Open source code is not enough
Open source code isn’t a warranty
Automotive software issues, such as the Jeep hack and Volkswagen cheating on emissions tests, have made headlines this year, which means the public is thinking about software in cars like never before. Some experts have argued that mandating that such software be open source is a solution to the problem. Although there are definite benefits to public scrutiny of the software, code visibility alone is no guarantee. As Sam Liles explained to me in a recent email, open source code didn’t prevent ShellShock.
Dr. Liles was formerly a professor of cyber forensics at Purdue University, where he and his students researched the security of automotive and other Internet of Things devices. He says that defense-in-depth is dead, meaning we can no longer rely on multiple layers of security for protection. Our phones and other personal devices, for example, know everything about us: where we go, with whom we communicate, even when we're having sex. These devices, and all of the information they contain, live inside our personal and work networks. A compromised phone can access troves of information or spread threats to other connected devices.
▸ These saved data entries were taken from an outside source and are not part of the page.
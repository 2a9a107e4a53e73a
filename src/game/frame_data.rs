//! Attack frame data - the authoritative timing/damage table
//!
//! Every number in [`FRAME_DATA`] is part of the bot protocol. Changing any
//! startup/active/recovery/damage/knockback value is a breaking change and must
//! bump [`FRAME_DATA_VERSION`].

use serde::{Deserialize, Serialize};

/// Version of the frame-data contract exposed to bot authors
pub const FRAME_DATA_VERSION: u32 = 1;

/// Attack types in the fixed roster
#[derive(Debug, Clone, Copy, PartialEq, Eq, Hash, PartialOrd, Ord, Serialize, Deserialize)]
pub enum AttackType {
    #[serde(rename = "light_1")]
    Light1,
    #[serde(rename = "light_2")]
    Light2,
    #[serde(rename = "light_3")]
    Light3,
    #[serde(rename = "light_4")]
    Light4,
    #[serde(rename = "heavy")]
    Heavy,
    #[serde(rename = "air_light")]
    AirLight,
    #[serde(rename = "air_heavy")]
    AirHeavy,
    #[serde(rename = "special")]
    Special,
}

impl AttackType {
    pub const ALL: [AttackType; 8] = [
        AttackType::Light1,
        AttackType::Light2,
        AttackType::Light3,
        AttackType::Light4,
        AttackType::Heavy,
        AttackType::AirLight,
        AttackType::AirHeavy,
        AttackType::Special,
    ];

    /// Wire name of the attack type
    pub fn as_str(&self) -> &'static str {
        match self {
            Self::Light1 => "light_1",
            Self::Light2 => "light_2",
            Self::Light3 => "light_3",
            Self::Light4 => "light_4",
            Self::Heavy => "heavy",
            Self::AirLight => "air_light",
            Self::AirHeavy => "air_heavy",
            Self::Special => "special",
        }
    }

    /// Attacks that always knock the defender down
    pub fn forces_knockdown(&self) -> bool {
        matches!(
            self,
            Self::Light4 | Self::Heavy | Self::Special | Self::AirHeavy
        )
    }
}

impl std::fmt::Display for AttackType {
    fn fmt(&self, f: &mut std::fmt::Formatter<'_>) -> std::fmt::Result {
        f.write_str(self.as_str())
    }
}

/// Hitbox geometry relative to the fighter's feet, for a right-facing fighter
#[derive(Debug, Clone, Copy, PartialEq, Serialize)]
pub struct HitboxData {
    pub width: f32,
    pub height: f32,
    pub offset_x: f32,
    pub offset_y: f32,
}

/// Immutable per-attack constants
#[derive(Debug, Clone, Copy, PartialEq, Serialize)]
pub struct AttackFrameData {
    pub startup: u32,
    pub active: u32,
    pub recovery: u32,
    pub damage: i32,
    pub hitstun: u32,
    pub knockback_x: f32,
    pub knockback_y: f32,
    pub magic_gain: i32,
    pub can_chain: bool,
    pub chain_window: u32,
    /// Attacks this one may be cancelled into while chaining
    pub chains_into: &'static [AttackType],
    pub hitbox: HitboxData,
}

impl AttackFrameData {
    pub fn total_frames(&self) -> u32 {
        self.startup + self.active + self.recovery
    }
}

const fn hitbox(width: f32, height: f32, offset_x: f32, offset_y: f32) -> HitboxData {
    HitboxData {
        width,
        height,
        offset_x,
        offset_y,
    }
}

/// The frame-data table
pub static FRAME_DATA: &[(AttackType, AttackFrameData)] = &[
    (
        AttackType::Light1,
        AttackFrameData {
            startup: 4,
            active: 4,
            recovery: 8,
            damage: 25,
            hitstun: 12,
            knockback_x: 3.0,
            knockback_y: 0.0,
            magic_gain: 5,
            can_chain: true,
            chain_window: 12,
            chains_into: &[AttackType::Light2],
            hitbox: hitbox(60.0, 40.0, 20.0, -100.0),
        },
    ),
    (
        AttackType::Light2,
        AttackFrameData {
            startup: 5,
            active: 4,
            recovery: 9,
            damage: 30,
            hitstun: 14,
            knockback_x: 4.0,
            knockback_y: 0.0,
            magic_gain: 5,
            can_chain: true,
            chain_window: 12,
            chains_into: &[AttackType::Light3, AttackType::Special],
            hitbox: hitbox(65.0, 40.0, 20.0, -100.0),
        },
    ),
    (
        AttackType::Light3,
        AttackFrameData {
            startup: 6,
            active: 5,
            recovery: 10,
            damage: 35,
            hitstun: 16,
            knockback_x: 5.0,
            knockback_y: -2.0,
            magic_gain: 6,
            can_chain: true,
            chain_window: 14,
            chains_into: &[AttackType::Light4, AttackType::Heavy],
            hitbox: hitbox(70.0, 45.0, 20.0, -105.0),
        },
    ),
    (
        AttackType::Light4,
        AttackFrameData {
            startup: 8,
            active: 5,
            recovery: 16,
            damage: 45,
            hitstun: 20,
            knockback_x: 10.0,
            knockback_y: -8.0,
            magic_gain: 8,
            can_chain: false,
            chain_window: 0,
            chains_into: &[],
            hitbox: hitbox(80.0, 50.0, 20.0, -110.0),
        },
    ),
    (
        AttackType::Heavy,
        AttackFrameData {
            startup: 12,
            active: 6,
            recovery: 20,
            damage: 60,
            hitstun: 22,
            knockback_x: 14.0,
            knockback_y: -6.0,
            magic_gain: 10,
            can_chain: false,
            chain_window: 0,
            chains_into: &[],
            hitbox: hitbox(90.0, 60.0, 25.0, -110.0),
        },
    ),
    (
        AttackType::AirLight,
        AttackFrameData {
            startup: 4,
            active: 5,
            recovery: 8,
            damage: 20,
            hitstun: 12,
            knockback_x: 3.0,
            knockback_y: 2.0,
            magic_gain: 4,
            can_chain: true,
            chain_window: 10,
            chains_into: &[AttackType::AirLight, AttackType::AirHeavy],
            hitbox: hitbox(60.0, 50.0, 15.0, -90.0),
        },
    ),
    (
        AttackType::AirHeavy,
        AttackFrameData {
            startup: 10,
            active: 6,
            recovery: 16,
            damage: 50,
            hitstun: 20,
            knockback_x: 8.0,
            knockback_y: 10.0,
            magic_gain: 8,
            can_chain: false,
            chain_window: 0,
            chains_into: &[],
            hitbox: hitbox(80.0, 60.0, 15.0, -80.0),
        },
    ),
    (
        AttackType::Special,
        AttackFrameData {
            startup: 15,
            active: 8,
            recovery: 25,
            damage: 120,
            hitstun: 30,
            knockback_x: 20.0,
            knockback_y: -12.0,
            magic_gain: 0,
            can_chain: false,
            chain_window: 0,
            chains_into: &[],
            hitbox: hitbox(150.0, 80.0, 20.0, -120.0),
        },
    ),
];

/// Look up an attack's frame data
pub fn get(attack_type: AttackType) -> Option<&'static AttackFrameData> {
    FRAME_DATA
        .iter()
        .find(|(t, _)| *t == attack_type)
        .map(|(_, data)| data)
}

/// Attack types with no table entry
pub fn missing_entries() -> Vec<AttackType> {
    AttackType::ALL
        .into_iter()
        .filter(|t| get(*t).is_none())
        .collect()
}

/// Closed interval of local frames during which the hitbox is live.
/// Absent entries yield `None`.
pub fn get_active_frame_range(attack_type: AttackType) -> Option<(u32, u32)> {
    get(attack_type).map(|d| (d.startup, d.startup + d.active.max(1) - 1))
}

pub fn is_attack_active_at_frame(attack_type: AttackType, frame: u32) -> bool {
    get_active_frame_range(attack_type)
        .map(|(start, end)| frame >= start && frame <= end)
        .unwrap_or(false)
}

/// Frames from attack start until the fighter recovers (0 when absent)
pub fn total_duration(attack_type: AttackType) -> u32 {
    get(attack_type).map(|d| d.total_frames()).unwrap_or(0)
}

/// True while `frame` is still inside the attack's startup
pub fn is_in_startup(attack_type: AttackType, frame: u32) -> bool {
    get(attack_type).map(|d| frame < d.startup).unwrap_or(false)
}

/// Whether `from` may be cancelled into `to`
pub fn can_chain_into(from: AttackType, to: AttackType) -> bool {
    get(from)
        .map(|d| d.can_chain && d.chains_into.contains(&to))
        .unwrap_or(false)
}

/// Combo window after a hit with this attack: hitstun + 5 (5 when absent)
pub fn combo_window(attack_type: Option<AttackType>) -> u32 {
    attack_type
        .and_then(get)
        .map(|d| d.hitstun)
        .unwrap_or(0)
        + 5
}

/// Next link in the ground light string
pub fn next_light_attack(current: Option<AttackType>) -> AttackType {
    match current {
        Some(AttackType::Light1) => AttackType::Light2,
        Some(AttackType::Light2) => AttackType::Light3,
        Some(AttackType::Light3) => AttackType::Light4,
        _ => AttackType::Light1,
    }
}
The sheer volume of these devices represents a challenge in itself. "Who is going to do incident response at this level?" Liles asks. For that matter, who is going to audit all of that code? In The Cathedral and the Bazaar, Eric S. Raymond wrote, “Given enough eyeballs, all bugs are shallow," which he called Linus’s Law, but we cannot rely on enough eyeballs alone. If such important and established projects such as OpenSSL lacked the resources to prevent bugs like Heartbleed, who is going to examine the millions of lines of software that run the devices we take for granted every day?
Although the 2011 NASA and the NHTSA investigation into a rash of unintended acceleration incidents involving Toyota cars found "no evidence that a malfunction in electronics caused large unintended accelerations”, other researchers have identified ways to produce acceleration in automobiles by way of software. "If the Power Management ECU has been compromised," the IOActive report reads, "acceleration could be quickly altered to make the car extremely unsafe to operate.” Clearly, software is a critical component of modern automotive safety.
Nevertheless, research such as that done by Liles' group remains relatively rare. Just analyzing the software is often difficult. "Forensics is almost never built into systems and often for the purpose of legal validity needs to be reverse engineered," Liles says. Additionally, the change in threats posed by the Internet of Things requires a fundamental shift in the way research is conducted. "Many of the 'old' information assurance and security rules, doctrine, and sometimes called science is based on myths, half truths, and outdated technological concepts."
So where does open source fit into this? Accidental bugs, sometimes significant, will continue to exist whether or not the source code is open. Heartbleed, ShellShock, and many other high-profile vulnerabilities in open source software tell us this is the case. Intentional misbehavior would become riskier in the open, but openness is only helpful to the degree we have some way of validating that the source code that has been provided is what's actually running. This becomes increasingly important as cars become open systems, connected to our phones and to mobile Internet services.